WASHINGTON, D.C. [05/25/18]—U.S. Sen. Tina Smith (D-Minn.) is supporting bipartisan legislation—the Transporting Livestock Across America Safely Act—to give drivers more flexibility during their trips and better protect the safety of livestock, especially in the hot summer months and cold Minnesota winters.
Currently, the U.S. Department of Transportation Federal Motor Carrier Safety Administration (FMCSA) requires haulers to turn on an electronic logging device in their trucks when they reach a certain point from where they originally picked up their livestock. From that point on, haulers must track their on-duty time before taking a mandatory extended rest period. This extended rest period puts the welfare of livestock—including cattle, hogs, and turkey—at risk and leaves drivers little discretion as to when to take their breaks.
The Transporting Livestock Across America Safely Act addresses these problems by restructuring when haulers must track their hours of service, and gives them more freedom to determine when to rest during their trips.
“We support our livestock producers, and we also need make to make sure we’re extending that same support to the men and women who are making sure their products are able to get to market,” said Sen. Tina Smith, a member of the Senate Agriculture Committee. “This bill shows that after hearing from farmers and ranchers about the real concerns of livestock haulers, I’m focused on finding a bipartisan solution that keeps animals’ wellbeing in mind and is good for haulers in Minnesota and across the country.”
The Transporting Livestock Across America Safely Act would:
· Increase the distance transporters must travel before needing to comply with the hours of service (HOS) and ELD rules. The drive time for HOS purposes would not start until after 300-air mile threshold is reached.
· Exempt loading and unloading times from the HOS calculation of driving time.
· Extend the HOS on-duty time maximum hour requirement from 11 hours to a minimum of 15 hours and a maximum of 18 hours of on-duty time.
· Grant flexibility for drivers to rest at any point during their trip without counting against HOS time.
· Allow drivers to complete their trip – regardless of HOS requirements – if they come within 150-air miles of their delivery point.
The Transporting Livestock Across America Safely Act—introduced by Sen. Ben Sasse (R-Nebr.)—is also supported by Sens. Joni Ernst (R-Iowa), Heidi Heitkamp (D-N.D.), John Hoeven (R-N.D.), Doug Jones (D-Ala.), Jerry Moran (R-Kans.), Rand Paul (R-Ky.), Pat Roberts (R-Kans.), Marco Rubio (R-Fla.), and Jon Tester (D-Mont.).
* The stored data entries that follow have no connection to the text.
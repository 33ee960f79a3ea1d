//! Server dispatch tests: matchers, middleware, procedure mounting,
//! registry events and boundaries.

use crate::config::FabricConfig;
use crate::error::{code, RpcError};
use crate::message::{Envelope, Method, ResponseItem};
use crate::middleware::from_fn;
use crate::registry::{Procedure, ProcedureRegistry, RegisterOptions, RegistryEvent};
use crate::server::{MethodMatcher, SegmentMatcher, Server};
use crate::streaming;
use crate::validation;
use futures::StreamExt;
use serde_json::{json, Value};
use std::sync::{Arc, Mutex};

async fn first_item(server: &Server, method: Method, payload: Value) -> ResponseItem {
    let envelope = Envelope::new(method, payload);
    let mut stream = server.dispatch(envelope).await;
    stream.next().await.expect("dispatch yields at least one item")
}

#[tokio::test]
async fn test_unary_handler_round_trip() {
    let server = Server::builder()
        .unary(MethodMatcher::new("users", "get"), |_envelope| async move {
            Ok(json!({ "id": "1", "name": "A" }))
        })
        .build()
        .unwrap();

    let item = first_item(&server, Method::new("users", "get"), json!({ "id": "1" })).await;
    assert!(item.is_success());
    assert_eq!(item.payload, json!({ "id": "1", "name": "A" }));
}

#[tokio::test]
async fn test_unmatched_method_is_not_found() {
    let server = Server::builder().build().unwrap();
    let item = first_item(&server, Method::new("ghosts", "list"), json!(null)).await;
    assert!(item.status.error().unwrap().is(code::NOT_FOUND));
}

#[tokio::test]
async fn test_pattern_matcher_spans_operations() {
    let server = Server::builder()
        .unary(
            MethodMatcher::new("users", SegmentMatcher::pattern("get|list").unwrap()),
            |envelope| async move { Ok(json!({ "operation": envelope.method.operation })) },
        )
        .build()
        .unwrap();

    let get = first_item(&server, Method::new("users", "get"), json!(null)).await;
    assert_eq!(get.payload["operation"], "get");
    let list = first_item(&server, Method::new("users", "list"), json!(null)).await;
    assert_eq!(list.payload["operation"], "list");
    let create = first_item(&server, Method::new("users", "create"), json!(null)).await;
    assert!(create.is_error());
}

#[tokio::test]
async fn test_pattern_matches_full_segment_only() {
    let server = Server::builder()
        .unary(
            MethodMatcher::new("users", SegmentMatcher::pattern("get").unwrap()),
            |_| async move { Ok(json!("matched")) },
        )
        .build()
        .unwrap();

    let partial = first_item(&server, Method::new("users", "getAll"), json!(null)).await;
    assert!(partial.is_error());
}

#[tokio::test]
async fn test_first_match_wins_in_registration_order() {
    let server = Server::builder()
        .unary(MethodMatcher::new("users", "get"), |_| async move {
            Ok(json!("specific"))
        })
        .unary(
            MethodMatcher::new("users", SegmentMatcher::pattern(".*").unwrap()),
            |_| async move { Ok(json!("wildcard")) },
        )
        .build()
        .unwrap();

    let specific = first_item(&server, Method::new("users", "get"), json!(null)).await;
    assert_eq!(specific.payload, json!("specific"));
    let other = first_item(&server, Method::new("users", "delete"), json!(null)).await;
    assert_eq!(other.payload, json!("wildcard"));
}

#[tokio::test]
async fn test_version_matcher_requires_version() {
    let server = Server::builder()
        .unary(
            MethodMatcher::new("users", "get").with_version("v2"),
            |_| async move { Ok(json!("v2 handler")) },
        )
        .build()
        .unwrap();

    let versioned =
        first_item(&server, Method::new("users", "get").with_version("v2"), json!(null)).await;
    assert!(versioned.is_success());

    let unversioned = first_item(&server, Method::new("users", "get"), json!(null)).await;
    assert!(unversioned.is_error());
}

#[tokio::test]
async fn test_server_middleware_wraps_handlers() {
    let log: Arc<Mutex<Vec<String>>> = Arc::default();
    let log_mw = log.clone();
    let server = Server::builder()
        .middleware(from_fn(move |ctx, next| {
            let log = log_mw.clone();
            async move {
                log.lock().unwrap().push("before".into());
                let items = streaming::collect(next(ctx).await).await;
                log.lock().unwrap().push("after".into());
                streaming::from_items(items)
            }
        }))
        .unary(MethodMatcher::new("users", "get"), |_| async move {
            Ok(json!(null))
        })
        .build()
        .unwrap();

    first_item(&server, Method::new("users", "get"), json!(null)).await;
    assert_eq!(log.lock().unwrap().as_slice(), &["before", "after"]);
}

#[tokio::test]
async fn test_handler_panic_becomes_error_item() {
    let server = Server::builder()
        .unary(MethodMatcher::new("jobs", "explode"), |_| async move {
            panic!("boom");
            #[allow(unreachable_code)]
            Ok(json!(null))
        })
        .build()
        .unwrap();

    let item = first_item(&server, Method::new("jobs", "explode"), json!(null)).await;
    assert!(item.status.error().unwrap().is(code::HANDLER_ERROR));
}

#[tokio::test]
async fn test_payload_size_limit() {
    let server = Server::builder()
        .config(FabricConfig::new().with_max_payload_size(16))
        .unary(MethodMatcher::new("users", "get"), |_| async move {
            Ok(json!(null))
        })
        .build()
        .unwrap();

    let item = first_item(
        &server,
        Method::new("users", "get"),
        json!({ "filler": "a".repeat(64) }),
    )
    .await;
    assert!(item.status.error().unwrap().is(code::VALIDATION_ERROR));
}

#[tokio::test]
async fn test_mounted_procedure_validates_input_and_output() {
    #[derive(serde::Serialize, serde::Deserialize)]
    struct GetUser {
        id: String,
    }

    let server = Server::builder()
        .mount(
            Procedure::builder("users.get")
                .input_typed::<GetUser>()
                .handler_typed(|input: GetUser, _ctx| async move {
                    Ok(json!({ "id": input.id }))
                })
                .build()
                .unwrap(),
        )
        .unwrap()
        .build()
        .unwrap();

    let ok = first_item(&server, Method::new("users", "get"), json!({ "id": "1" })).await;
    assert!(ok.is_success());
    assert_eq!(ok.payload, json!({ "id": "1" }));

    let bad = first_item(&server, Method::new("users", "get"), json!({ "id": 7 })).await;
    assert!(bad.status.error().unwrap().is(code::VALIDATION_ERROR));
}

#[tokio::test]
async fn test_mounted_procedure_output_validation() {
    #[derive(serde::Serialize, serde::Deserialize)]
    struct User {
        id: String,
    }

    let server = Server::builder()
        .mount(
            Procedure::builder("users.get")
                .output(validation::typed::<User>())
                .handler(|_, _| async move { Ok(json!({ "wrong": "shape" })) })
                .build()
                .unwrap(),
        )
        .unwrap()
        .build()
        .unwrap();

    let item = first_item(&server, Method::new("users", "get"), json!({})).await;
    assert!(item
        .status
        .error()
        .unwrap()
        .is(code::OUTPUT_VALIDATION_ERROR));
}

#[tokio::test]
async fn test_mount_rejects_single_segment_paths() {
    let result = Server::builder().mount(
        Procedure::builder("health")
            .handler(|_, _| async move { Ok(json!("ok")) })
            .build()
            .unwrap(),
    );
    assert!(result.is_err());
}

#[tokio::test]
async fn test_deep_procedure_paths_are_method_addressable() {
    let server = Server::builder()
        .mount(
            Procedure::builder("users.admin.get")
                .handler(|_, _| async move { Ok(json!("admin")) })
                .build()
                .unwrap(),
        )
        .unwrap()
        .build()
        .unwrap();

    // service = first segment, operation = rest.
    let item = first_item(&server, Method::new("users", "admin.get"), json!(null)).await;
    assert_eq!(item.payload, json!("admin"));
}

#[tokio::test]
async fn test_inter_procedure_call_through_registry_client() {
    let server = Server::builder()
        .mount(
            Procedure::builder("orders.list")
                .handler(|input, _| async move {
                    Ok(json!([{ "oid": "o1", "userId": input["userId"] }]))
                })
                .build()
                .unwrap(),
        )
        .unwrap()
        .mount(
            Procedure::builder("users.with_orders")
                .handler(|input, ctx| async move {
                    let orders = ctx
                        .client()
                        .call("orders.list", json!({ "userId": input["id"] }))
                        .await?;
                    Ok(json!({ "id": input["id"], "orders": orders }))
                })
                .build()
                .unwrap(),
        )
        .unwrap()
        .build()
        .unwrap();

    let item = first_item(
        &server,
        Method::new("users", "with_orders"),
        json!({ "id": "1" }),
    )
    .await;
    assert!(item.is_success());
    assert_eq!(item.payload["orders"][0]["oid"], "o1");
}

#[tokio::test]
async fn test_streaming_procedure_yields_items() {
    let server = Server::builder()
        .mount(
            Procedure::builder("feed.ticks")
                .streaming_handler(|_, _| async move {
                    let values = futures::stream::iter((1..=3).map(|i| Ok(json!(i))));
                    Ok(Box::pin(values) as crate::registry::ValueStream)
                })
                .build()
                .unwrap(),
        )
        .unwrap()
        .build()
        .unwrap();

    let envelope = Envelope::new(Method::new("feed", "ticks"), json!(null));
    let id = envelope.id.clone();
    let items = streaming::collect(server.dispatch(envelope).await).await;

    assert_eq!(items.len(), 3);
    assert!(items.iter().all(|item| item.id == id && item.is_success()));
    assert_eq!(items[2].payload, json!(3));
}

#[test]
fn test_registry_events_fire_in_subscription_order() {
    let registry = ProcedureRegistry::new();
    let log: Arc<Mutex<Vec<String>>> = Arc::default();

    let first = log.clone();
    registry.subscribe(move |event| {
        if let RegistryEvent::Registered { path } = event {
            first.lock().unwrap().push(format!("first:{}", path));
        }
    });
    let second = log.clone();
    registry.subscribe(move |event| {
        if let RegistryEvent::Registered { path } = event {
            second.lock().unwrap().push(format!("second:{}", path));
        }
    });

    registry
        .register(
            Procedure::builder("users.get")
                .handler(|input, _| async move { Ok(input) })
                .build()
                .unwrap(),
            RegisterOptions::default(),
        )
        .unwrap();

    assert_eq!(
        log.lock().unwrap().as_slice(),
        &["first:users.get", "second:users.get"]
    );
}

#[test]
fn test_panicking_listener_is_isolated() {
    let registry = ProcedureRegistry::new();
    let log: Arc<Mutex<Vec<String>>> = Arc::default();

    registry.subscribe(|_| panic!("listener bug"));
    let survivor = log.clone();
    registry.subscribe(move |event| {
        if let RegistryEvent::Unregistered { path } = event {
            survivor.lock().unwrap().push(path.key());
        }
    });

    let procedure = Procedure::builder("users.get")
        .handler(|input, _| async move { Ok(input) })
        .build()
        .unwrap();
    let path = procedure.path.clone();
    registry
        .register(procedure, RegisterOptions::default())
        .unwrap();
    assert!(registry.unregister(&path));

    // The panicking listener neither blocked the second listener nor the
    // registry operations.
    assert_eq!(log.lock().unwrap().as_slice(), &["users.get"]);
}

#[tokio::test]
async fn test_scoped_registry_server() {
    let registry = Arc::new(ProcedureRegistry::new());
    registry
        .register(
            Procedure::builder("users.get")
                .handler(|_, _| async move { Ok(json!("scoped")) })
                .build()
                .unwrap(),
            RegisterOptions::default(),
        )
        .unwrap();

    let server = Server::builder().registry(registry).build().unwrap();
    let item = first_item(&server, Method::new("users", "get"), json!(null)).await;
    assert_eq!(item.payload, json!("scoped"));

    // The global registry was not touched.
    assert!(!ProcedureRegistry::global()
        .has(&crate::registry::ProcedurePath::parse("users.get").unwrap()));
}

#[tokio::test]
async fn test_procedure_error_keeps_its_code() {
    let server = Server::builder()
        .mount(
            Procedure::builder("users.get")
                .handler(|_, _| async move {
                    Err(RpcError::not_found("no such user"))
                })
                .build()
                .unwrap(),
        )
        .unwrap()
        .build()
        .unwrap();

    let item = first_item(&server, Method::new("users", "get"), json!(null)).await;
    let error = item.status.error().unwrap();
    assert!(error.is(code::NOT_FOUND));
    assert_eq!(error.message, "no such user");
}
This bill is supported by the Minnesota State Cattlemen’s Association (MSCA), the Minnesota Pork Board, and the Minnesota Turkey Growers Association:
“Minnesota State Cattlemen’s Association leaders and members appreciate Senator Smith listening to our concerns regarding animal well-being during transport under current hours of service regulation. We thank her for taking leadership to help correct this issue for our members and livestock haulers,” Said Krist Wollum, MSCA President.
“We thank Sen. Smith for recognizing this problem and the unique needs of transporting livestock to protect animal welfare. This common sense approach is needed,” said Greg Boerboom, Marshall, MN President of Minnesota Pork Producers Association.
“The importance of this legislation is that it protects bird health, welfare and driver safety,” said Steven Olson, Minnesota Turkey Growers Association Executive Director.
Sen. Smith fought for a spot on the Senate Agriculture Committee because she wants to do her part to help Minnesota’s ag economy grow. She’s helped introduce legislation to make sure producers from diverse backgrounds—including veteran and immigrant farmers—are able to access services through a vital Department of Agriculture (USDA) program. And this week, Sen. Smith introduced a bill that would help farmers create and maintain plans to improve soil and water quality on farms in Minnesota and across the country. Her bill would streamline coordination between two lading conservation programs in the Farm Bill. Sen. Smith also helped introduce the Rural Health Liaison Act, which would create a position to make sure there’s also better coordination between the USDA and other federal agencies, especially with the Department of Health and Human Services (HHS).